Linearizing N = 3 nonlinear supersymmetry in two dimensions

TL;DR

This paper explores the algebraic relationship between nonlinear and linear N=3 supersymmetry in two dimensions, demonstrating their equivalence and analyzing the role of auxiliary fields and spontaneous SUSY breaking.

Contribution

It derives SUSY-invariant relations connecting the VA nonlinear model to a linear supermultiplet and discusses the compatibility of different SO(3) representations in the linearization process.

Findings

Established algebraic relations between NL and linear SUSY models

Demonstrated equivalence of VA action to a free linear SUSY action with FI D term

Showed compatibility of different SO(3) representations in the same massless state

Abstract

We investigate for N = 3 supersymmetry (SUSY) in D = 2 the algebraic relation between the Volkov-Akulov (VA) model of nonlinear (NL) SUSY and a (renormalizable) SO(3) vector supermultiplet of linear (L) SUSY. We derive SUSY and SO(3) invariant relations between component fields of the vector supermultiplet and Nambu-Goldstone (NG) fermions of the VA model at leading orders by using three arbitrary dimensionless parameters which can be recasted as the vacuum expectation values of auxiliary fields in the vector supermultiplet.
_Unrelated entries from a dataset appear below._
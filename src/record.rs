// Copyright 2024 FastLabs Developers
//
// Licensed under the Apache License, Version 2.0 (the "License");
// you may not use this file except in compliance with the License.
// You may obtain a copy of the License at
//
//     http://www.apache.org/licenses/LICENSE-2.0
//
// Unless required by applicable law or agreed to in writing, software
// distributed under the License is distributed on an "AS IS" BASIS,
// WITHOUT WARRANTIES OR CONDITIONS OF ANY KIND, either express or implied.
// See the License for the specific language governing permissions and
// limitations under the License.

//! Log records and severity levels.

use std::fmt;
use std::str::FromStr;

use jiff::Timestamp;

use crate::Error;
use crate::ErrorKind;

/// The severity of a log record, ordered from least to most severe.
///
/// ```
/// use multilog::Level;
///
/// assert!(Level::Debug < Level::Info);
/// assert!(Level::Error < Level::Critical);
/// ```
#[derive(Clone, Copy, PartialEq, Eq, PartialOrd, Ord, Hash)]
pub enum Level {
    /// Fine-grained diagnostic detail.
    Debug,
    /// Routine information.
    Info,
    /// Something unexpected that the program recovered from.
    Warning,
    /// An operation failed.
    Error,
    /// The program may be unable to continue.
    Critical,
}

impl Level {
    /// Return the string representation of the `Level`.
    ///
    /// This returns the same string as the `fmt::Display` implementation.
    pub fn as_str(&self) -> &'static str {
        match self {
            Level::Debug => "DEBUG",
            Level::Info => "INFO",
            Level::Warning => "WARNING",
            Level::Error => "ERROR",
            Level::Critical => "CRITICAL",
        }
    }

    /// Whether this level is more verbose than `other`.
    pub fn is_finer_than(&self, other: Level) -> bool {
        *self < other
    }
}

impl fmt::Debug for Level {
    fn fmt(&self, f: &mut fmt::Formatter<'_>) -> fmt::Result {
        f.pad(self.as_str())
    }
}

impl fmt::Display for Level {
    fn fmt(&self, f: &mut fmt::Formatter<'_>) -> fmt::Result {
        f.pad(self.as_str())
    }
}

impl FromStr for Level {
    type Err = Error;

    fn from_str(s: &str) -> Result<Level, Self::Err> {
        for (name, level) in [
            ("debug", Level::Debug),
            ("info", Level::Info),
            ("warning", Level::Warning),
            ("warn", Level::Warning),
            ("error", Level::Error),
            ("critical", Level::Critical),
            ("crit", Level::Critical),
        ] {
            if s.eq_ignore_ascii_case(name) {
                return Ok(level);
            }
        }

        Err(Error::new(ErrorKind::Config, format!("malformed level: {s:?}")))
    }
}

impl From<log::Level> for Level {
    fn from(level: log::Level) -> Self {
        match level {
            log::Level::Error => Level::Error,
            log::Level::Warn => Level::Warning,
            log::Level::Info => Level::Info,
            log::Level::Debug | log::Level::Trace => Level::Debug,
        }
    }
}

/// How a record is highlighted by layouts that support styling.
#[derive(Debug, Clone, Copy, PartialEq, Eq, Hash, Default)]
pub enum Emphasis {
    /// Styled by its level only.
    #[default]
    Plain,
    /// An operator-visible milestone, rendered bold.
    Important,
}

/// A single log event on its way to the sinks.
#[derive(Clone, Debug)]
pub struct Record<'a> {
    time: Timestamp,
    level: Level,
    emphasis: Emphasis,
    payload: fmt::Arguments<'a>,
}

impl<'a> Record<'a> {
    /// Create a new record observed now.
    pub fn new(level: Level, payload: fmt::Arguments<'a>) -> Self {
        Record {
            time: Timestamp::now(),
            level,
            emphasis: Emphasis::Plain,
            payload,
        }
    }

    /// Set the emphasis of the record.
    pub fn with_emphasis(mut self, emphasis: Emphasis) -> Self {
        self.emphasis = emphasis;
        self
    }

    /// Override the observed time.
    pub fn with_time(mut self, time: Timestamp) -> Self {
        self.time = time;
        self
    }

    /// The observed time.
    pub fn time(&self) -> Timestamp {
        self.time
    }

    /// The severity of the record.
    pub fn level(&self) -> Level {
        self.level
    }

    /// The emphasis of the record.
    pub fn emphasis(&self) -> Emphasis {
        self.emphasis
    }

    /// The message body.
    pub fn payload(&self) -> &fmt::Arguments<'a> {
        &self.payload
    }
}
// Copyright 2024 FastLabs Developers
//
// Licensed under the Apache License, Version 2.0 (the "License");
// you may not use this file except in compliance with the License.
// You may obtain a copy of the License at
//
//     http://www.apache.org/licenses/LICENSE-2.0
//
// Unless required by applicable law or agreed to in writing, software
// distributed under the License is distributed on an "AS IS" BASIS,
// WITHOUT WARRANTIES OR CONDITIONS OF ANY KIND, either express or implied.
// See the License for the specific language governing permissions and
// limitations under the License.

use std::io::Write;

use crate::Error;
use crate::Layout;
use crate::append::Append;
use crate::append::Capture;
use crate::layout::TextLayout;
use crate::record::Record;

/// Where a [`Console`] appender writes.
#[derive(Debug, Clone, Default)]
pub enum ConsoleTarget {
    /// The standard error stream.
    #[default]
    Stderr,
    /// The standard output stream.
    Stdout,
    /// An in-memory buffer, see [`Capture`].
    Capture(Capture),
}

/// An appender that prints log records to a console stream.
///
/// Each line is written with a single `write_all` call on the locked stream, so lines from
/// concurrent callers never interleave.
#[derive(Debug)]
pub struct Console {
    target: ConsoleTarget,
    layout: Box<dyn Layout>,
}

impl Default for Console {
    fn default() -> Self {
        Self::new(ConsoleTarget::default())
    }
}

impl Console {
    /// Create a new console appender writing to `target`.
    ///
    /// Default to a colored [`TextLayout`].
    pub fn new(target: ConsoleTarget) -> Self {
        Self {
            target,
            layout: Box::new(TextLayout::default()),
        }
    }

    /// Set the layout for the [`Console`] appender.
    ///
    /// # Examples
    ///
    /// ```
    /// use multilog::append::Console;
    /// use multilog::layout::TextLayout;
    ///
    /// let console = Console::default().with_layout(TextLayout::default().no_color());
    /// ```
    pub fn with_layout(mut self, layout: impl Into<Box<dyn Layout>>) -> Self {
        self.layout = layout.into();
        self
    }
}

impl Append for Console {
    fn append(&self, record: &Record) -> Result<(), Error> {
        let mut bytes = self.layout.format(record)?;
        bytes.push(b'\n');
        match &self.target {
            ConsoleTarget::Stderr => std::io::stderr()
                .lock()
                .write_all(&bytes)
                .map_err(Error::from_io_error)?,
            ConsoleTarget::Stdout => std::io::stdout()
                .lock()
                .write_all(&bytes)
                .map_err(Error::from_io_error)?,
            ConsoleTarget::Capture(capture) => capture.push(&bytes),
        }
        Ok(())
    }

    fn flush(&self) -> Result<(), Error> {
        match &self.target {
            ConsoleTarget::Stderr => std::io::stderr().flush().map_err(Error::from_io_error),
            ConsoleTarget::Stdout => std::io::stdout().flush().map_err(Error::from_io_error),
            ConsoleTarget::Capture(_) => Ok(()),
        }
    }
}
Two different irreducible representations of SO(3) super-Poincar\'e symmetry which appear in the same massless state are compatible with each other in the linearization of NL SUSY. The equivalence of a NL SUSY VA action to a free L SUSY action containing the Fayet-Iliopoulos (FI) D term which indicates a spontaneously SUSY breaking is also discussed explicitly according to the SUSY invariant relations.